Une innovation à succès
L’originalité du conte musical de Prokofiev « Pierre et le Loup » réside dans l’identification des personnages aux instruments de musique. En ajoutant ce contexte pédagogique, Prokofiev innove le langage de la musique car il sollicite l’imagination et transforme son œuvre musicale en une production intellectuelle. À l’écoute, la pensée suit la musique et demande un travail de création visuelle et mentale autour de la partition pour percevoir la totalité de l’œuvre. Ce ne sont donc ni l’histoire ni l’aventure qui forment l’innovation de cette composition, ce sont la personnification des sons et l’identification des instruments qui font de cette musique visuelle une œuvre unique. En effet, Prokofiev réussit à éveiller la fantaisie de chacun en associant une représentation figurée au thème musical, ainsi, à chaque sonorité sont attribués un personnage, une identité, un caractère, mais surtout une image.
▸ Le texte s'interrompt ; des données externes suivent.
#[cfg(test)]
#[allow(clippy::unwrap_used)]
mod tests {
    use super::*;
    use chrono::TimeZone;
    use pretty_assertions::assert_eq;

    use crate::model::SpeedTestSample;

    fn t0() -> DateTime<Utc> {
        Utc.with_ymd_and_hms(2026, 6, 1, 14, 0, 0).unwrap()
    }

    fn at(min: i64) -> DateTime<Utc> {
        t0() + Duration::minutes(min)
    }

    /// Incident spanning minutes 0..=20.
    fn candidate() -> CandidateIncident {
        let samples: Vec<SpeedTestSample> = [0, 10, 20]
            .into_iter()
            .map(|m| SpeedTestSample {
                timestamp: at(m),
                download_mbps: 8.0,
                upload_mbps: 4.0,
                ping_ms: Some(40.0),
            })
            .collect();
        CandidateIncident {
            host_id: "host-7".into(),
            start_time: at(0),
            end_time: at(20),
            samples,
            avg_download: 8.0,
            avg_upload: 4.0,
            avg_ping: Some(40.0),
        }
    }

    fn wifi(min: i64, rssi: f64) -> WifiSample {
        WifiSample {
            timestamp: at(min),
            rssi: Some(rssi),
            ssid: Some("HomeNet".into()),
            bssid: Some("aa:bb:cc:00:00:01".into()),
            channel: Some(36),
            ..WifiSample::default()
        }
    }

    fn ping(min: i64, latency: f64, loss: f64) -> PingSample {
        PingSample {
            timestamp: at(min),
            latency_ms: latency,
            packet_loss_percent: Some(loss),
        }
    }

    #[test]
    fn rssi_drop_is_significant_and_triggers() {
        let samples = vec![
            wifi(-12, -56.0),
            wifi(-6, -54.0),
            wifi(2, -77.0),
            wifi(10, -79.0),
            wifi(18, -78.0),
        ];
        let incident = IncidentCorrelator::default().correlate(candidate(), &samples, &[]);

        assert_eq!(incident.connection_type, ConnectionType::Wifi);
        let rssi = incident
            .metric_changes
            .iter()
            .find(|c| c.metric_name == "rssi")
            .unwrap();
        assert!((rssi.before_value + 55.0).abs() < 1e-9);
        assert!((rssi.during_value + 78.0).abs() < 1e-9);
        assert_eq!(rssi.direction, Direction::Decreased);
        assert!(rssi.is_significant);
        assert!(
            incident
                .trigger_factors
                .iter()
                .any(|t| t.contains("signal degradation"))
        );
        assert!(
            incident
                .recommendations
                .iter()
                .any(|r| r.contains("move closer / reduce obstructions"))
        );
    }

    #[test]
    fn access_point_uses_mode_and_valid_averages() {
        let mut a = wifi(2, -60.0);
        a.tx_rate = Some(400.0);
        let mut b = wifi(8, -70.0);
        b.bssid = Some("aa:bb:cc:00:00:02".into());
        b.tx_rate = Some(0.0);
        let mut c = wifi(14, -65.0);
        c.channel = Some(149);
        c.snr = Some(30.0);
        let incident = IncidentCorrelator::default().correlate(candidate(), &[a, b, c], &[]);

        let ap = incident.access_point.unwrap();
        assert_eq!(ap.ssid.as_deref(), Some("HomeNet"));
        assert_eq!(ap.bssid.as_deref(), Some("aa:bb:cc:00:00:01"));
        assert_eq!(ap.channel, Some(36));
        assert!((ap.avg_rssi.unwrap() + 65.0).abs() < 1e-9);
        assert_eq!(ap.avg_snr, Some(30.0));
        assert_eq!(ap.tx_rate, Some(400.0));
    }

    #[test]
    fn wired_label_or_missing_wifi_means_ethernet() {
        let correlator = IncidentCorrelator::default();
        let none = correlator.correlate(candidate(), &[], &[]);
        assert_eq!(none.connection_type, ConnectionType::Ethernet);
        assert!(none.access_point.is_none());
        assert!(none.factors.is_empty());
        assert!(none.metric_changes.is_empty());
        assert!(
            none.recommendations
                .iter()
                .any(|r| r.contains("check cable/port/switch"))
        );

        let mut wired = wifi(5, -40.0);
        wired.ssid = Some("Wired Connection 1".into());
        let labelled = correlator.correlate(candidate(), &[wired], &[]);
        assert_eq!(labelled.connection_type, ConnectionType::Ethernet);
    }

    #[test]
    fn wired_link_with_only_quality_factor_still_gets_advice() {
        let mut wired = wifi(5, -40.0);
        wired.ssid = Some("Wired connection".into());
        wired.quality_score = Some(30.0);
        let incident = IncidentCorrelator::default().correlate(candidate(), &[wired], &[]);

        assert_eq!(incident.connection_type, ConnectionType::Ethernet);
        let categories: Vec<_> = incident.factors.iter().map(|f| f.category).collect();
        assert_eq!(categories, vec![FactorCategory::WifiQuality]);
        assert!(!incident.recommendations.is_empty());
        assert!(
            incident
                .recommendations
                .iter()
                .any(|r| r.contains("check cable/port/switch"))
        );
    }

    #[test]
    fn delta_metric_names_match_wire_names() {
        let names: Vec<_> = [
            DeltaMetric::Rssi,
            DeltaMetric::QualityScore,
            DeltaMetric::Latency,
            DeltaMetric::PacketLoss,
        ]
        .into_iter()
        .map(DeltaMetric::name)
        .collect();
        assert_eq!(names, vec!["rssi", "quality_score", "latency", "packet_loss"]);
    }

    #[test]
    fn samples_without_negative_rssi_are_unknown() {
        let sample = WifiSample {
            timestamp: at(5),
            ssid: Some("Cafe".into()),
            ..WifiSample::default()
        };
        let incident = IncidentCorrelator::default().correlate(candidate(), &[sample], &[]);
        assert_eq!(incident.connection_type, ConnectionType::Unknown);
    }

    #[test]
    fn factors_are_ranked_by_severity_then_time() {
        let samples = vec![wifi(-3, -72.0), wifi(4, -84.0), wifi(12, -75.0)];
        let pings = vec![ping(1, 60.0, 0.0), ping(6, 250.0, 8.0), ping(22, 30.0, 25.0)];
        let incident = IncidentCorrelator::default().correlate(candidate(), &samples, &pings);

        let summary: Vec<(FactorCategory, Severity)> = incident
            .factors
            .iter()
            .map(|f| (f.category, f.severity))
            .collect();
        assert_eq!(
            summary,
            vec![
                (FactorCategory::WifiSignal, Severity::Critical),
                (FactorCategory::InternetLatency, Severity::Critical),
                (FactorCategory::PacketLoss, Severity::Critical),
                (FactorCategory::GatewayLatency, Severity::Info),
            ]
        );

        let signal = &incident.factors[0];
        assert_eq!(signal.timestamp, at(4));
        assert!((signal.metrics["samples_affected"] - 3.0).abs() < f64::EPSILON);
        assert!((incident.factors[2].metrics["packet_loss_percent"] - 25.0).abs() < f64::EPSILON);
    }

    #[test]
    fn wifi_signal_factor_skipped_on_ethernet() {
        let mut weak = wifi(5, -85.0);
        weak.ssid = Some("ethernet".into());
        let incident = IncidentCorrelator::default().correlate(candidate(), &[weak], &[]);
        assert!(
            incident
                .factors
                .iter()
                .all(|f| f.category != FactorCategory::WifiSignal)
        );
    }

    #[test]
    fn wifi_events_emit_one_factor_each() {
        let mut roam = wifi(3, -60.0);
        roam.message = Some("Roamed to aa:bb:cc:00:00:02".into());
        let mut lost = wifi(9, -61.0);
        lost.message = Some("Disconnected: reason 4".into());
        let quiet = WifiSample {
            message: Some("scan complete".into()),
            ..wifi(12, -60.0)
        };

        let incident =
            IncidentCorrelator::default().correlate(candidate(), &[roam, lost, quiet], &[]);
        let events: Vec<_> = incident
            .factors
            .iter()
            .filter(|f| f.category == FactorCategory::WifiEvent)
            .collect();
        assert_eq!(events.len(), 2);
        assert_eq!(
            incident
                .trigger_factors
                .iter()
                .filter(|t| t.starts_with("WiFi event"))
                .count(),
            2
        );
        assert!(
            incident
                .recommendations
                .iter()
                .any(|r| r.contains("investigate stability"))
        );
    }

    #[test]
    fn latency_and_loss_deltas_use_deadbands() {
        let pings = vec![
            ping(-10, 20.0, 0.0),
            ping(-4, 22.0, 0.0),
            ping(5, 24.0, 0.4),
            ping(15, 22.0, 0.4),
        ];
        let incident = IncidentCorrelator::default().correlate(candidate(), &[], &pings);

        let latency = incident
            .metric_changes
            .iter()
            .find(|c| c.metric_name == "latency")
            .unwrap();
        assert_eq!(latency.direction, Direction::Stable);
        assert!(!latency.is_significant);

        let loss = incident
            .metric_changes
            .iter()
            .find(|c| c.metric_name == "packet_loss")
            .unwrap();
        assert_eq!(loss.direction, Direction::Stable);
        assert!((loss.change_percent).abs() < f64::EPSILON);
    }

    #[test]
    fn quality_drop_uses_percentage() {
        let with_quality = |min, q| WifiSample {
            quality_score: Some(q),
            ..wifi(min, -60.0)
        };
        let samples = vec![with_quality(-8, 80.0), with_quality(6, 60.0)];
        let incident = IncidentCorrelator::default().correlate(candidate(), &samples, &[]);

        let quality = incident
            .metric_changes
            .iter()
            .find(|c| c.metric_name == "quality_score")
            .unwrap();
        assert!((quality.change_percent + 25.0).abs() < 1e-9);
        assert!(quality.is_significant);
        assert!(
            incident
                .trigger_factors
                .iter()
                .any(|t| t.starts_with("WiFi quality degradation"))
        );
    }

    #[test]
    fn correlation_is_deterministic() {
        let samples = vec![wifi(-10, -50.0), wifi(5, -75.0)];
        let pings = vec![ping(-5, 20.0, 0.0), ping(5, 150.0, 6.0)];
        let correlator = IncidentCorrelator::default();
        assert_eq!(
            correlator.correlate(candidate(), &samples, &pings),
            correlator.correlate(candidate(), &samples, &pings)
        );
    }
}
//! Config subcommand handlers.

use std::path::PathBuf;

use netpulse_config::Config;

use crate::cli::{ConfigArgs, ConfigCommand, GlobalOpts};
use crate::error::CliError;
use crate::output;

use super::Context;

/// `--config` if given, else the platform path.
fn target_path(global: &GlobalOpts) -> PathBuf {
    global
        .config
        .clone()
        .unwrap_or_else(netpulse_config::config_path)
}

pub fn handle(args: ConfigArgs, global: &GlobalOpts) -> Result<(), CliError> {
    match args.command {
        ConfigCommand::Path => {
            output::print_output(&target_path(global).display().to_string(), global.quiet);
            Ok(())
        }

        ConfigCommand::Show => {
            let cfg = netpulse_config::load_config(global.config.as_deref())?;
            let toml = netpulse_config::to_toml(&cfg)?;
            let ctx = Context::new(cfg, global);
            let out = output::render_single(
                ctx.output,
                &ctx.config,
                |_| toml.trim_end().to_owned(),
                |_| toml.trim_end().to_owned(),
            )?;
            ctx.print(&out);
            Ok(())
        }

        ConfigCommand::Init { force } => {
            let path = target_path(global);
            if path.exists() && !force {
                return Err(CliError::ConfigExists {
                    path: path.display().to_string(),
                });
            }
            netpulse_config::save_config(&Config::default(), &path)?;
            if !global.quiet {
                eprintln!("Config written to {}", path.display());
            }
            Ok(())
        }
    }
}
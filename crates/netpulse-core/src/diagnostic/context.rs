// ── Per-run shared state ──
//
// Several sub-tests read the same probe data (link state, WiFi reading,
// TLS handshake, session attempts). Each is fetched once per run through a
// `OnceCell`; if the sub-test doing the fetch is cut short, the next reader
// takes over the initialisation.

use std::future::Future;
use std::time::Duration;

use chrono::Utc;
use netpulse_probe::{LinkInfo, Probe, ProbeError, TcpOutcome, TlsOutcome, WifiSnapshot};
use tokio::sync::OnceCell;
use tokio::time::Instant;
use tokio_util::sync::CancellationToken;
use tracing::debug;

use crate::config::DiagnosticConfig;
use crate::model::{Layer, Status, TestResult};

/// A WiFi reading and where it came from.
#[derive(Debug, Clone)]
pub(crate) struct WifiReading {
    pub snapshot: WifiSnapshot,
    pub cached: bool,
}

pub(crate) struct RunContext<'a, P> {
    pub probe: &'a P,
    pub config: &'a DiagnosticConfig,
    /// Per-sub-test budget.
    pub limit: Duration,
    deadline: Instant,
    cancel: CancellationToken,
    link: OnceCell<Result<LinkInfo, ProbeError>>,
    wifi: OnceCell<Result<Option<WifiReading>, String>>,
    tls: OnceCell<Result<TlsOutcome, ProbeError>>,
    sessions: OnceCell<Vec<Result<TcpOutcome, ProbeError>>>,
}

impl<'a, P: Probe> RunContext<'a, P> {
    pub fn new(probe: &'a P, config: &'a DiagnosticConfig, cancel: CancellationToken) -> Self {
        Self {
            probe,
            config,
            limit: config.subtest_timeout(),
            deadline: Instant::now() + config.run_deadline(),
            cancel,
            link: OnceCell::new(),
            wifi: OnceCell::new(),
            tls: OnceCell::new(),
            sessions: OnceCell::new(),
        }
    }

    pub async fn link(&self) -> Result<&LinkInfo, &ProbeError> {
        self.link
            .get_or_init(|| self.probe.link_info())
            .await
            .as_ref()
    }

    /// WiFi state of the primary interface. `Ok(None)` for wired links and
    /// unassociated radios. A sufficiently fresh sibling reading is used
    /// instead of querying the radio.
    pub async fn wifi(&self) -> Result<Option<&WifiReading>, &str> {
        self.wifi
            .get_or_init(|| self.load_wifi())
            .await
            .as_ref()
            .map(Option::as_ref)
            .map_err(String::as_str)
    }

    async fn load_wifi(&self) -> Result<Option<WifiReading>, String> {
        let link = self.link().await;
        if let Ok(link) = link {
            if !link.is_wireless {
                return Ok(None);
            }
        }
        let max_age = chrono::Duration::seconds(self.config.wifi_cache_max_age_secs);
        if let Some(snapshot) = self.probe.cached_wifi() {
            if Utc::now() - snapshot.timestamp <= max_age {
                return Ok(Some(WifiReading {
                    snapshot,
                    cached: true,
                }));
            }
        }
        let link = link.map_err(ToString::to_string)?;
        self.probe
            .wifi_status(&link.interface)
            .await
            .map(|s| {
                s.map(|snapshot| WifiReading {
                    snapshot,
                    cached: false,
                })
            })
            .map_err(|e| e.to_string())
    }

    pub async fn tls(&self) -> Result<&TlsOutcome, &ProbeError> {
        self.tls
            .get_or_init(|| {
                self.probe
                    .tls_handshake(&self.config.tls_host, self.config.tls_port, self.limit)
            })
            .await
            .as_ref()
    }

    /// Repeated connects to the session target, sequential, sharing one
    /// sub-test budget.
    pub async fn sessions(&self) -> &[Result<TcpOutcome, ProbeError>] {
        self.sessions
            .get_or_init(|| async {
                let attempts = self.config.session_attempts.max(1);
                let budget = (self.limit / attempts).max(Duration::from_millis(1));
                let target = &self.config.session_target;
                let mut out = Vec::new();
                for _ in 0..attempts {
                    out.push(
                        self.probe
                            .tcp_connect(&target.host, target.port, budget)
                            .await,
                    );
                }
                out
            })
            .await
    }

    /// Run one sub-test under its timeout, the run deadline and the
    /// caller's cancellation. Always yields a result.
    pub async fn guard<F>(&self, layer: Layer, name: &str, advisory: bool, check: F) -> TestResult
    where
        F: Future<Output = TestResult>,
    {
        let started = Instant::now();
        let mut result = tokio::select! {
            biased;
            () = self.cancel.cancelled() => cancelled(name, advisory),
            () = tokio::time::sleep_until(self.deadline) => cancelled(name, advisory),
            outcome = tokio::time::timeout(self.limit, check) => match outcome {
                Ok(result) => result,
                Err(_) => timed_out(name, advisory, self.limit),
            },
        };
        if result.latency_ms.is_none() && result.error.is_none() {
            result.latency_ms = Some(elapsed_ms(started));
        }
        debug!(
            layer = layer.number(),
            test = name,
            status = %result.status,
            "sub-test finished"
        );
        result
    }
}

/// Fail, or Warning for advisory sub-tests.
pub(crate) fn failing(advisory: bool) -> Status {
    if advisory {
        Status::Warning
    } else {
        Status::Fail
    }
}

fn timed_out(name: &str, advisory: bool, limit: Duration) -> TestResult {
    TestResult::new(
        name,
        failing(advisory),
        format!("No result within {} ms", limit.as_millis()),
    )
    .with_error(format!("timed out after {}ms", limit.as_millis()))
}

fn cancelled(name: &str, advisory: bool) -> TestResult {
    TestResult::new(name, failing(advisory), "Cancelled before completion").with_error("cancelled")
}

pub(crate) fn elapsed_ms(started: Instant) -> f64 {
    started.elapsed().as_secs_f64() * 1000.0
}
L’image au service de la musique
La stimulation de notre imagination avec la musique anime nos sens car elle active à la fois l’ouïe, la mémoire, la pensée et la créativité. Acclamé dans le monde entier, ce conte musical inspire alors les orchestres et musiciens mais aussi les professionnels de l’image comme les illustrateurs, les réalisateurs et les animateurs. Les péripéties sont faciles à suivre grâce aux mélodies travaillées, comme les notes rapides et descendantes pour attraper le Loup, ou les cordes avec sourdines comme un écho lorsque le canard est avalé. La musique résonne si bien dans l’imagination que la narration en devient quasiment inutile. Aussi, l’artiste Suzie Templeton a décidé d’adapter cette œuvre de façon muette ; Remplacée par l’image, la voix perd sa fonction et n’a plus besoin de commenter les mouvements. Combinées ensemble, l’image et la musique arrivent alors à former la narration complète de l’œuvre.
L’identification humaine
Les thèmes du conte se basent sur des oppositions qu’on entend dans les choix de notes et de rythmes. On retrouve alors les contrastes grand/petit, terre/eau/ciel, intérieur/extérieur, méchant/gentil mais aussi humains/animaux. L’utilisation visuelle de la forme humaine permet aux auditeurs de s’identifier à l’histoire. L’enfant qui écoute la musique s’imagine immédiatement à la place de Pierre et se voit danser sur la mélodie des cordes à la fois douce et vivace qui renvoie un caractère spontané, naïf et courageux. Les adultes s’identifient au grand-père qui représente l’autorité et la protection à travers le rythme pointé du basson et des accents et triolets qui marquent la pesanteur et l’inquiétude parentale. Enfin, les chasseurs dévoilent le dénouement ironique et inattendu avec les cuivres et percussions. L’image humaine ajoute alors une projection personnelle à la musique, quant à l’utilisation des animaux, elle permet de visualiser les thèmes essentiels de la vie.
La symbolique des animaux
L’oiseau, le canard et le chat marquent à eux trois la valeur de l’amitié, de l’entraide et du travail d’équipe. Figure de liberté et de joie, l’oiseau est sonorisé par de petites notes courtes, répétées et ascendantes de flûte traversière comme des battements d’ailes. Imprévisible, le chat représente l’intelligence, la ruse et la perfidie. Il marque le basculement entre vice et sagesse par son attitude tantôt gentil tantôt méchant, on l’entend à travers un rythme balancé de la clarinette entre le son doux de ses pattes de velours et les notes piquées de sa position à la fois proie et prédateur. Le canard symbolise la mélancolie et la souffrance de l’âme. Les demi-tons descendants du hautbois et l’insistance de la note longue en mi bémol accentuent l’expression de sa désolation et de son destin tragique. Quant au Loup, il désigne le danger et l’angoisse des épreuves de survie à travers les accords sombres et sévères des cors.
Dialogue entre image et musique
La personnification des instruments permet donc de mettre en image des valeurs, des thèmes et des caractères, mais elle a également contribué à la fabrication de l’œuvre. En effet, l’écriture de la composition de Prokofiev s’ancre indéniablement dans une structure musicale de l’image, comme une partition visuelle. L’écoute génère des réactions du système moteur qui agissent sur l’état psychologique et peuvent provoquer le mouvement, l’émotion et l’imagination. L’image ferait donc partie du processus de la construction musicale de Prokofiev puisqu’elle crée une concordance avec les notes et les silences. C’est cette synchronisation qui représente l’élément essentiel de contact entre le son et l’image, car elle caractérise à la fois les dimensions rythmiques de la musique et de l’imagination afin de conceptualiser l’œuvre comme un film mental.